Building a customer-centric culture is occupying the minds and activities of a lot of companies that I’m talking with lately. This is great, because culture is the difference between going through the motions of a script and internalizing a set of values that dictate actions beyond the script.

Let me give an example: I recently was on the phone with an incredibly chipper call center rep at a telecommunications company. He didn’t answer either of the two questions that I had, yet remained friendly throughout the call. As the call ended, he said: “We aim not just to meet your expectations, but exceed them. Have I done that for you today?” Not only was the question a setup that will skew results, but the asking of the question made it clear that the company hadn’t succeeded in infusing customer-centric DNA into at least this person. A more customer-centric response is what you typically get from Vanguard or Fidelity: “I’m sorry that I can’t answer your questions. Let me find someone who can. Would you like to hold or can I call you back?”

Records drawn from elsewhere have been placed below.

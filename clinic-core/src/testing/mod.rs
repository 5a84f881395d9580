//! In-memory stand-ins for both stores, with failure injection. Compiled
//! for this crate's tests and for dependents through `test-support`.

mod media_store;
mod memory_store;

pub use media_store::ScriptedMediaStore;
pub use memory_store::MemoryClinicStore;

use std::sync::Arc;

use crate::application::{ClinicCoordinator, ClinicUnitOfWork, CoordinatorSettings};

/// Coordinator over fresh in-memory stores, returned together with the
/// stores for inspection.
pub fn in_memory_coordinator() -> (ClinicCoordinator, Arc<MemoryClinicStore>, Arc<ScriptedMediaStore>) {
    in_memory_coordinator_with(CoordinatorSettings::default())
}

pub fn in_memory_coordinator_with(
    settings: CoordinatorSettings,
) -> (ClinicCoordinator, Arc<MemoryClinicStore>, Arc<ScriptedMediaStore>) {
    let store = Arc::new(MemoryClinicStore::new());
    let media = Arc::new(ScriptedMediaStore::new());
    let coordinator = ClinicCoordinator::new(
        ClinicUnitOfWork::from_store(store.clone()),
        media.clone(),
        settings,
    );
    (coordinator, store, media)
}
use std::time::Duration;

use async_trait::async_trait;
use bytes::Bytes;
use chrono::Utc;
use reqwest::multipart::{Form, Part};
use serde::Deserialize;
use sha2::{Digest, Sha256};
use tracing::{debug, warn};
use url::Url;

use super::{DestroyOutcome, MediaStore, MediaStoreError, StoredObject, is_destroyable};

const SIGNATURE_ALGORITHM: &str = "sha256";

/// Credentials and namespace for a Cloudinary-compatible host.
#[derive(Clone)]
pub struct CloudinarySettings {
    pub api_base: String,
    pub cloud_name: String,
    pub api_key: String,
    pub api_secret: String,
    pub folder: String,
    pub request_timeout: Duration,
}

impl std::fmt::Debug for CloudinarySettings {
    fn fmt(&self, f: &mut std::fmt::Formatter<'_>) -> std::fmt::Result {
        f.debug_struct("CloudinarySettings")
            .field("api_base", &self.api_base)
            .field("cloud_name", &self.cloud_name)
            .field("api_key", &self.api_key)
            .field("api_secret", &"<redacted>")
            .field("folder", &self.folder)
            .field("request_timeout", &self.request_timeout)
            .finish()
    }
}

#[derive(Debug, Clone)]
pub struct CloudinaryMediaStore {
    http: reqwest::Client,
    upload_url: Url,
    destroy_url: Url,
    api_key: String,
    api_secret: String,
    folder: String,
}

#[derive(Debug, Deserialize)]
struct UploadResponse {
    secure_url: String,
    public_id: String,
}

#[derive(Debug, Deserialize)]
struct DestroyResponse {
    result: String,
}

#[derive(Debug, Deserialize)]
struct ErrorEnvelope {
    error: ErrorBody,
}

#[derive(Debug, Deserialize)]
struct ErrorBody {
    message: String,
}

impl CloudinaryMediaStore {
    pub fn new(settings: CloudinarySettings) -> Result<Self, MediaStoreError> {
        let http = reqwest::Client::builder()
            .timeout(settings.request_timeout)
            .build()
            .map_err(MediaStoreError::Network)?;

        let base = settings.api_base.trim_end_matches('/');
        let endpoint = |action: &str| {
            Url::parse(&format!("{base}/{}/image/{action}", settings.cloud_name)).map_err(|e| {
                MediaStoreError::InvalidResponse(format!("invalid media API base `{base}`: {e}"))
            })
        };

        Ok(Self {
            upload_url: endpoint("upload")?,
            destroy_url: endpoint("destroy")?,
            http,
            api_key: settings.api_key,
            api_secret: settings.api_secret,
            folder: settings.folder,
        })
    }

    /// Signed parameters, in the order they were given, plus `api_key`,
    /// `signature` and `signature_algorithm`.
    fn signed_params(&self, mut params: Vec<(&'static str, String)>) -> Vec<(&'static str, String)> {
        let signature = sign(&params, &self.api_secret);
        params.push(("api_key", self.api_key.clone()));
        params.push(("signature", signature));
        params.push(("signature_algorithm", SIGNATURE_ALGORITHM.to_string()));
        params
    }

    async fn rejection(response: reqwest::Response) -> MediaStoreError {
        let status = response.status().as_u16();
        let message = response
            .json::<ErrorEnvelope>()
            .await
            .map(|envelope| envelope.error.message)
            .unwrap_or_else(|_| format!("request failed with status {status}"));
        MediaStoreError::Rejected { status, message }
    }
}

/// Cloudinary request signature: parameters sorted by name, joined as
/// `k=v&k=v`, secret appended, hex digest. `file`, `api_key`,
/// `resource_type` and `cloud_name` never take part.
fn sign(params: &[(&str, String)], api_secret: &str) -> String {
    let mut sorted: Vec<&(&str, String)> = params
        .iter()
        .filter(|(key, value)| {
            !value.is_empty() && !matches!(*key, "file" | "api_key" | "resource_type" | "cloud_name")
        })
        .collect();
    sorted.sort_by(|a, b| a.0.cmp(b.0));

    let to_sign = sorted
        .iter()
        .map(|(key, value)| format!("{key}={value}"))
        .collect::<Vec<_>>()
        .join("&");

    let mut hasher = Sha256::new();
    hasher.update(to_sign.as_bytes());
    hasher.update(api_secret.as_bytes());
    hex::encode(hasher.finalize())
}

#[async_trait]
impl MediaStore for CloudinaryMediaStore {
    async fn upload(&self, bytes: Bytes) -> Result<StoredObject, MediaStoreError> {
        let size = bytes.len();
        let params = self.signed_params(vec![
            ("folder", self.folder.clone()),
            ("timestamp", Utc::now().timestamp().to_string()),
            ("unique_filename", "true".to_string()),
            ("use_filename", "false".to_string()),
        ]);

        let mut form = Form::new();
        for (key, value) in params {
            form = form.text(key, value);
        }
        form = form.part("file", Part::stream_with_length(bytes, size as u64).file_name("upload"));

        let response = self
            .http
            .post(self.upload_url.clone())
            .multipart(form)
            .send()
            .await
            .map_err(MediaStoreError::from_transport)?;

        if !response.status().is_success() {
            return Err(Self::rejection(response).await);
        }

        let body: UploadResponse = response
            .json()
            .await
            .map_err(|e| MediaStoreError::InvalidResponse(e.to_string()))?;

        debug!(object_id = %body.public_id, bytes = size, "uploaded media object");

        Ok(StoredObject {
            url: body.secure_url,
            object_id: body.public_id,
        })
    }

    async fn destroy(&self, object_id: &str) -> Result<DestroyOutcome, MediaStoreError> {
        if !is_destroyable(object_id) {
            return Ok(DestroyOutcome::Skipped);
        }

        let params = self.signed_params(vec![
            ("public_id", object_id.to_string()),
            ("timestamp", Utc::now().timestamp().to_string()),
        ]);

        let response = self
            .http
            .post(self.destroy_url.clone())
            .form(&params)
            .send()
            .await
            .map_err(MediaStoreError::from_transport)?;

        if !response.status().is_success() {
            return Err(Self::rejection(response).await);
        }

        let body: DestroyResponse = response
            .json()
            .await
            .map_err(|e| MediaStoreError::InvalidResponse(e.to_string()))?;

        match body.result.as_str() {
            "ok" => Ok(DestroyOutcome::Destroyed),
            "not found" => {
                warn!(object_id, "media host had no object to destroy");
                Ok(DestroyOutcome::NotFound)
            }
            other => Err(MediaStoreError::Rejected {
                status: 200,
                message: format!("destroy returned `{other}`"),
            }),
        }
    }
}

#[cfg(test)]
mod tests {
    use super::*;

    fn settings() -> CloudinarySettings {
        CloudinarySettings {
            api_base: "https://api.cloudinary.com/v1_1/".into(),
            cloud_name: "demo".into(),
            api_key: "1234".into(),
            api_secret: "secret".into(),
            folder: "clinic_images".into(),
            request_timeout: Duration::from_secs(5),
        }
    }

    #[test]
    fn signature_sorts_and_skips_unsigned_params() {
        let params = vec![
            ("timestamp", "1700000000".to_string()),
            ("public_id", "clinic_images/x".to_string()),
            ("api_key", "ignored".to_string()),
            ("file", "ignored".to_string()),
        ];
        let reordered = vec![
            ("public_id", "clinic_images/x".to_string()),
            ("timestamp", "1700000000".to_string()),
        ];
        assert_eq!(sign(&params, "secret"), sign(&reordered, "secret"));

        let mut hasher = Sha256::new();
        hasher.update(b"public_id=clinic_images/x&timestamp=1700000000secret");
        assert_eq!(sign(&params, "secret"), hex::encode(hasher.finalize()));
    }

    #[test]
    fn endpoints_are_built_per_cloud() {
        let store = CloudinaryMediaStore::new(settings()).unwrap();
        assert_eq!(
            store.upload_url.as_str(),
            "https://api.cloudinary.com/v1_1/demo/image/upload"
        );
        assert_eq!(
            store.destroy_url.as_str(),
            "https://api.cloudinary.com/v1_1/demo/image/destroy"
        );
    }

    #[test]
    fn signed_params_carry_key_and_signature() {
        let store = CloudinaryMediaStore::new(settings()).unwrap();
        let params = store.signed_params(vec![("public_id", "a".into())]);
        let keys: Vec<_> = params.iter().map(|(k, _)| *k).collect();
        assert_eq!(keys, ["public_id", "api_key", "signature", "signature_algorithm"]);
    }

    #[test]
    fn debug_redacts_secret() {
        let rendered = format!("{:?}", settings());
        assert!(!rendered.contains("secret\""));
        assert!(rendered.contains("<redacted>"));
    }

    #[tokio::test]
    async fn blank_object_id_is_skipped_without_network() {
        let mut cfg = settings();
        cfg.api_base = "http://127.0.0.1:9".into();
        let store = CloudinaryMediaStore::new(cfg).unwrap();
        assert_eq!(store.destroy("  ").await.unwrap(), DestroyOutcome::Skipped);
        assert_eq!(store.destroy("").await.unwrap(), DestroyOutcome::Skipped);
    }
}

Don’t get me wrong: Company intentions are important. Before I get into the culture part, I always step back with clients and ask "what kind of culture?" Don Norman's story about Southwest Airlines, in which the company refused to give customers reserved seats, food, and baggage transfers is a great example. The company's primary value proposition to customers is low prices (along with on-time service that's fun). That sets the stage for the kind of culture the company sets out to create. It's not customer-centric at all costs. It's focused on what’s valuable to customers.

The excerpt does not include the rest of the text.